Work task. From the line with "buf[2], buf[3]]), 0xF000_FF0F);" to the line with "flash.program_section(0x1000, &[0; 2048", retype every line exactly, including those two, and leave out the rest of the data below.
►
//! Driver tests against the simulated controller

use kinflash_core::regs::{
    CMD_ERASE_SECTOR, CMD_PROGRAM_LONGWORD, CMD_PROGRAM_PHRASE, CMD_PROGRAM_SECTION,
    FLEXRAM_FN_EEPROM, FLEXRAM_FN_RAM,
};
use kinflash_core::{DriverOptions, Error, HardwareRevision, InternalFlash, PollLimits, Status};

use crate::{FlexRamMode, SimConfig, SimController};

fn options() -> DriverOptions {
    DriverOptions::new().with_poll_limits(PollLimits {
        program: 100,
        section: 100,
        erase: 100,
        mass_erase: 100,
    })
}

fn open(config: SimConfig) -> InternalFlash<SimController> {
    let geometry = config.geometry.clone();
    InternalFlash::init(SimController::new(config), geometry, options()).unwrap()
}

fn read(flash: &mut InternalFlash<SimController>, addr: u32, len: usize) -> Vec<u8> {
    let mut buf = vec![0; len];
    flash.read(addr, &mut buf).unwrap();
    buf
}

#[test]
fn test_erase_sector_reads_back_blank() {
    let mut flash = open(SimConfig::default());
    flash.hardware_mut().data_mut()[0x1000..0x1800].fill(0x00);

    flash.erase_sector(0x1000).unwrap();

    assert!(read(&mut flash, 0x1000, 0x800).iter().all(|&b| b == 0xFF));
    assert_eq!(flash.hardware_mut().command_log(), &[CMD_ERASE_SECTOR]);
}

#[test]
fn test_erase_sector_alignment() {
    let mut flash = open(SimConfig::default());
    assert_eq!(flash.erase_sector(0x1004), Err(Error::InvalidAlignment));
    assert_eq!(flash.erase_sector(0x8_0000), Err(Error::AddressOutOfBounds));
    assert!(flash.hardware_mut().command_log().is_empty());
}

#[test]
fn test_long_word_reads_back() {
    let mut flash = open(SimConfig::default());
    flash.program_long_word(0x2000, 0xDEAD_BEEF).unwrap();

    let buf = read(&mut flash, 0x2000, 4);
    assert_eq!(u32::from_le_bytes([buf[0], buf[1], buf[2], buf[3]]), 0xDEAD_BEEF);
    assert_eq!(Status::from(flash.program_long_word(0x2002, 0)), Status::Fail);
}

#[test]
fn test_program_without_erase_ands_bits() {
    let mut flash = open(SimConfig::default());
    flash.program_long_word(0x2000, 0xF0F0_FFFF).unwrap();
    flash.program_long_word(0x2000, 0xFF00_FF0F).unwrap();

    let buf = read(&mut flash, 0x2000, 4);
    assert_eq!(u32::from_le_bytes([buf[0], buf[1], buf[2], buf[3]]), 0xF000_FF0F);
}

#[test]
fn test_mass_erase_is_idempotent() {
    let mut flash = open(SimConfig::default());
    flash.hardware_mut().data_mut()[0x3000..0x3100].fill(0x12);

    flash.mass_erase().unwrap();
    flash.mass_erase().unwrap();

    assert!(flash.hardware_mut().data().iter().all(|&b| b == 0xFF));
}

#[test]
fn test_section_size_rejected_before_hardware_access() {
    let mut flash = open(SimConfig::default());
    let writes = flash.hardware_mut().register_writes();

    assert_eq!(flash.program_section(0x1000, &[0; 12]), Err(Error::InvalidSize));
    assert_eq!(flash.program_section(0x1000, &[]), Err(Error::InvalidSize));
    assert_eq!(
        flash.program_section(0x1000, &[0; 2048 + 8]),
        Err(Error::InvalidSize)
    );
    assert_eq!(flash.program_section(0x1004, &[0; 8]), Err(Error::InvalidAlignment));

    assert_eq!(flash.hardware_mut().register_writes(), writes);
}

#[test]
fn test_program_section_requires_flexram_as_ram() {
    let config = SimConfig {
        flexram: FlexRamMode::Eeprom,
        ..SimConfig::default()
    };
    let mut flash = open(config);
    let data = [0xA5; 64];

    assert_eq!(flash.program_section(0x1000, &data), Err(Error::FlexRamNotReady));

    flash.set_eee_enable(FLEXRAM_FN_RAM).unwrap();
    assert_eq!(flash.hardware_mut().flexram_mode(), FlexRamMode::Ram);
    flash.program_section(0x1000, &data).unwrap();
    assert_eq!(read(&mut flash, 0x1000, 64), data);

    flash.set_eee_enable(FLEXRAM_FN_EEPROM).unwrap();
    assert!(!flash.flexram_ready());
}

#[test]
fn test_program_section_phrases_splits_sections() {
    let mut flash = open(SimConfig::default());
    let data: Vec<u8> = (0..5000u32).map(|i| i as u8).take(4096 + 64).collect();

    flash.program_section_phrases(0x4000, &data).unwrap();

    assert_eq!(read(&mut flash, 0x4000, data.len()), data);
    assert_eq!(
        flash.hardware_mut().command_log(),
        &[CMD_PROGRAM_SECTION, CMD_PROGRAM_SECTION, CMD_PROGRAM_SECTION]
    );
}

#[test]
fn test_busy_controller_rejects_command() {
    let mut flash = open(SimConfig::default());
    flash.hardware_mut().force_busy(1000);
    let writes = flash.hardware_mut().register_writes();

    assert_eq!(flash.erase_sector(0x1000), Err(Error::Busy));
    assert_eq!(flash.hardware_mut().register_writes(), writes);
    assert!(flash.hardware_mut().command_log().is_empty());
}

#[test]
fn test_hung_controller_times_out() {
    let mut flash = open(SimConfig::default());
    flash.hardware_mut().set_hang(true);

    assert_eq!(
        flash.erase_sector(0x800),
        Err(Error::Timeout { addr: 0x800 })
    );

    // The next command finds the controller still busy
    assert_eq!(flash.erase_sector(0x1000), Err(Error::Busy));

    flash.hardware_mut().set_hang(false);
    flash.erase_sector(0x1000).unwrap();
}

#[test]
fn test_init_waits_for_command_in_flight() {
    let config = SimConfig::default();
    let geometry = config.geometry.clone();
    let mut sim = SimController::new(config);
    sim.force_busy(10);
    assert!(InternalFlash::init(sim, geometry.clone(), options()).is_ok());

    let mut sim = SimController::new(SimConfig::default());
    sim.force_busy(10);
    sim.set_hang(true);
    assert_eq!(
        InternalFlash::init(sim, geometry, options()).err(),
        Some(Error::Timeout { addr: 0 })
    );
}

#[test]
fn test_hw_rev_round_trip() {
    let mut flash = open(SimConfig::default());
    assert_eq!(flash.read_hw_rev(), Err(Error::RecordBlank));

    let rev = HardwareRevision::new(1, 2, 3);
    flash.program_hw_rev(rev).unwrap();
    assert_eq!(flash.read_hw_rev(), Ok(rev));
    assert_eq!(flash.hardware_mut().once_record(0), Some(&[1, 2, 3, 0x5A][..]));

    // One-time write
    assert_eq!(
        flash.program_hw_rev(HardwareRevision::new(2, 0, 0)),
        Err(Error::RecordLocked)
    );
    assert_eq!(flash.read_hw_rev(), Ok(rev));
}

#[test]
fn test_hw_rev_on_ftfe() {
    let mut flash = open(SimConfig::ftfe());
    let rev = HardwareRevision::new(2, 0, 1);
    flash.program_hw_rev(rev).unwrap();
    assert_eq!(
        flash.hardware_mut().once_record(0),
        Some(&[2, 0, 1, 0x5A, 0, 0, 0, 0][..])
    );
    assert_eq!(flash.read_hw_rev(), Ok(rev));
}

#[test]
fn test_hw_rev_unrecognised_record() {
    let mut flash = open(SimConfig::default());
    flash.hardware_mut().set_once_record(0, &[1, 2, 3, 4]);
    assert_eq!(flash.read_hw_rev(), Err(Error::InvalidRecord));
    assert_eq!(
        flash.program_hw_rev(HardwareRevision::new(1, 0, 0)),
        Err(Error::RecordLocked)
    );
}

#[test]
fn test_program_once_twice_is_access_error() {
    let mut flash = open(SimConfig::default());
    flash.program_once(5, &[1, 2, 3, 4]).unwrap();
    assert_eq!(
        flash.program_once(5, &[0, 0, 0, 0]),
        Err(Error::AccessError { addr: 0 })
    );

    let mut buf = [0; 4];
    flash.read_once(5, &mut buf).unwrap();
    assert_eq!(buf, [1, 2, 3, 4]);

    assert_eq!(flash.read_once(16, &mut buf), Err(Error::AddressOutOfBounds));
    assert_eq!(flash.read_once(0, &mut [0; 8]), Err(Error::InvalidSize));
}

#[test]
fn test_program_256_bytes() {
    let mut flash = open(SimConfig::default());
    let data: Vec<u8> = (0..=255u8).collect();

    assert_eq!(Status::from(flash.program(0x1000, &data)), Status::Ok);
    assert_eq!(read(&mut flash, 0x1000, 256), data);
}

#[test]
fn test_program_255_bytes_writes_nothing() {
    let mut flash = open(SimConfig::default());
    let writes = flash.hardware_mut().register_writes();

    assert_eq!(flash.program(0x1000, &[0; 255]), Err(Error::InvalidSize));
    assert_eq!(Status::from(flash.program(0x1000, &[0; 255])), Status::Fail);

    assert_eq!(flash.hardware_mut().register_writes(), writes);
    assert!(read(&mut flash, 0x1000, 256).iter().all(|&b| b == 0xFF));
}

#[test]
fn test_program_splits_head_and_tail() {
    let mut flash = open(SimConfig::default());
    let data: Vec<u8> = (0..24u8).collect();

    // 0x1004 is word aligned but not section aligned
    flash.program(0x1004, &data).unwrap();

    assert_eq!(read(&mut flash, 0x1004, 24), data);
    assert_eq!(
        flash.hardware_mut().command_log(),
        &[CMD_PROGRAM_LONGWORD, CMD_PROGRAM_SECTION, CMD_PROGRAM_LONGWORD]
    );
}

#[test]
fn test_program_without_flexram_uses_long_words() {
    let config = SimConfig {
        flexram: FlexRamMode::Eeprom,
        ..SimConfig::default()
    };
    let mut flash = open(config);
    let data = [0x5A; 32];

    flash.program(0x1000, &data).unwrap();

    assert_eq!(read(&mut flash, 0x1000, 32), data);
    assert_eq!(flash.hardware_mut().command_log(), &[CMD_PROGRAM_LONGWORD; 8]);
}

#[test]
fn test_program_on_ftfe_uses_phrase_unit() {
    let mut flash = open(SimConfig::ftfe());
    assert_eq!(flash.program(0x1000, &[0; 12]), Err(Error::InvalidSize));
    assert_eq!(flash.program(0x1004, &[0; 8]), Err(Error::InvalidAlignment));
    flash.program(0x1000, &[0x11; 48]).unwrap();
    assert_eq!(read(&mut flash, 0x1000, 48), [0x11; 48]);
}

#[test]
fn test_partial_failure_reports_address() {
    let mut flash = open(SimConfig::default());
    flash.hardware_mut().inject_failure(0x1008);
    let data = [0u8; 16];

    let err = flash.program_long_words(0x1000, &data).unwrap_err();
    assert_eq!(err, Error::CommandFailed { addr: 0x1008 });
    assert_eq!(err.failed_address(), Some(0x1008));

    // Units before the failure stay programmed, nothing after it is touched
    assert_eq!(read(&mut flash, 0x1000, 8), [0; 8]);
    assert!(read(&mut flash, 0x1008, 8).iter().all(|&b| b == 0xFF));
    assert_eq!(flash.hardware_mut().command_log().len(), 3);

    // The rest can be programmed once the fault is gone
    flash.hardware_mut().clear_failure();
    flash.program_long_words(0x1008, &data[8..]).unwrap();
    assert_eq!(read(&mut flash, 0x1008, 8), [0; 8]);
}

#[test]
fn test_long_words_on_phrase_controller() {
    let mut flash = open(SimConfig::ftfe());
    assert_eq!(
        flash.program_long_words(0x1004, &[0; 8]),
        Err(Error::Unsupported)
    );
    assert_eq!(
        flash.program_long_words(0x1000, &[0; 4]),
        Err(Error::Unsupported)
    );
    flash.program_long_words(0x1000, &[0x42; 16]).unwrap();
    assert_eq!(
        flash.hardware_mut().command_log(),
        &[CMD_PROGRAM_PHRASE, CMD_PROGRAM_PHRASE]
    );
}

#[test]
fn test_program_byte_native() {
    let mut flash = open(SimConfig::default());
    flash.program_byte(0x2003, 0x7E).unwrap();
    assert_eq!(read(&mut flash, 0x2000, 4), [0xFF, 0xFF, 0xFF, 0x7E]);
}

#[test]
fn test_program_byte_rewrites_sector_on_ftfe() {
    let mut flash = open(SimConfig::ftfe());
    {
        let data = flash.hardware_mut().data_mut();
        data[0x8_0000..0x8_0008].copy_from_slice(&[1, 2, 3, 4, 5, 6, 7, 8]);
        data[0x8_0010] = 0x55;
    }

    flash.program_byte(0x8_0001, 0x12).unwrap();

    assert_eq!(read(&mut flash, 0x8_0000, 8), [1, 0x12, 3, 4, 5, 6, 7, 8]);
    assert_eq!(read(&mut flash, 0x8_0010, 1), [0x55]);
    assert_eq!(
        flash.hardware_mut().command_log(),
        &[CMD_ERASE_SECTOR, CMD_PROGRAM_PHRASE, CMD_PROGRAM_PHRASE]
    );

    // Same value again needs no commands
    flash.program_byte(0x8_0001, 0x12).unwrap();
    assert_eq!(flash.hardware_mut().command_log().len(), 3);
}

#[test]
fn test_long_word_rewrites_sector_on_ftfe() {
    let mut flash = open(SimConfig::ftfe());
    flash.program_long_word(0x8_0004, 0xAABB_CCDD).unwrap();
    assert_eq!(
        read(&mut flash, 0x8_0000, 8),
        [0xFF, 0xFF, 0xFF, 0xFF, 0xDD, 0xCC, 0xBB, 0xAA]
    );
}

#[test]
fn test_program_phrase_on_ftfl() {
    let mut flash = open(SimConfig::default());
    flash.program_phrase(0x1000, [1, 2, 3, 4, 5, 6, 7, 8]).unwrap();
    assert_eq!(read(&mut flash, 0x1000, 8), [1, 2, 3, 4, 5, 6, 7, 8]);
    assert_eq!(
        flash.hardware_mut().command_log(),
        &[CMD_PROGRAM_LONGWORD, CMD_PROGRAM_LONGWORD]
    );
}

#[test]
fn test_config_field_guard() {
    let mut flash = open(SimConfig::default());
    assert_eq!(flash.erase_sector(0), Err(Error::ReservedRegion));
    assert_eq!(flash.program(0x400, &[0; 16]), Err(Error::ReservedRegion));
    assert_eq!(flash.erase_block(0), Err(Error::ReservedRegion));
    assert_eq!(flash.program_byte(0x40C, 0xFE), Err(Error::ReservedRegion));
    assert!(flash.hardware_mut().command_log().is_empty());

    let config = SimConfig::default();
    let geometry = config.geometry.clone();
    let mut flash = InternalFlash::init(
        SimController::new(config),
        geometry,
        options().with_config_field_writes(true),
    )
    .unwrap();
    assert!(flash.options().allow_config_field);
    flash.erase_sector(0).unwrap();
    flash.program_byte(0x40C, 0xFE).unwrap();
}

#[test]
fn test_erase_block() {
    let mut flash = open(SimConfig::default());
    flash.hardware_mut().data_mut()[0x4_0000..0x8_0000].fill(0);
    assert_eq!(flash.erase_block(0x4_0800), Err(Error::InvalidAlignment));
    flash.erase_block(0x4_0000).unwrap();
    assert!(read(&mut flash, 0x4_0000, 0x4_0000).iter().all(|&b| b == 0xFF));
}

#[test]
fn test_protected_region_violation() {
    let config = SimConfig {
        fprot: 0x7FFF_FFFF,
        ..SimConfig::default()
    };
    let mut flash = open(config);
    assert_eq!(flash.protection(), 0x7FFF_FFFF);
    assert_eq!(
        flash.erase_sector(0x7_F800),
        Err(Error::ProtectionViolation { addr: 0x7_F800 })
    );
    assert!(!flash.last_error_flags().is_empty());

    // Error flags are cleared before the next command
    flash.erase_sector(0x1000).unwrap();
    assert!(flash.last_error_flags().is_empty());
}

#[test]
fn test_read_partition_info() {
    let config = SimConfig {
        eeprom_size: 0x33,
        partition: 0x08,
        ..SimConfig::default()
    };
    let mut flash = open(config);
    let info = flash.read_partition_info().unwrap();
    assert_eq!(info.eeprom_size_code(), 3);
    assert_eq!(info.partition_code(), 8);

    let mut flash = open(SimConfig::default());
    assert!(!flash.read_partition_info().unwrap().is_partitioned());
}

#[test]
fn test_security_state() {
    let mut flash = open(SimConfig::default());
    assert!(!flash.is_secure());

    let config = SimConfig {
        secure: true,
        ..SimConfig::default()
    };
    let mut flash = open(config);
    assert!(flash.is_secure());
}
◄
Exercise output.
    assert_eq!(u32::from_le_bytes([buf[0], buf[1], buf[2], buf[3]]), 0xF000_FF0F);
}

#[test]
fn test_mass_erase_is_idempotent() {
    let mut flash = open(SimConfig::default());
    flash.hardware_mut().data_mut()[0x3000..0x3100].fill(0x12);

    flash.mass_erase().unwrap();
    flash.mass_erase().unwrap();

    assert!(flash.hardware_mut().data().iter().all(|&b| b == 0xFF));
}

#[test]
fn test_section_size_rejected_before_hardware_access() {
    let mut flash = open(SimConfig::default());
    let writes = flash.hardware_mut().register_writes();

    assert_eq!(flash.program_section(0x1000, &[0; 12]), Err(Error::InvalidSize));
    assert_eq!(flash.program_section(0x1000, &[]), Err(Error::InvalidSize));
    assert_eq!(
        flash.program_section(0x1000, &[0; 2048 + 8]),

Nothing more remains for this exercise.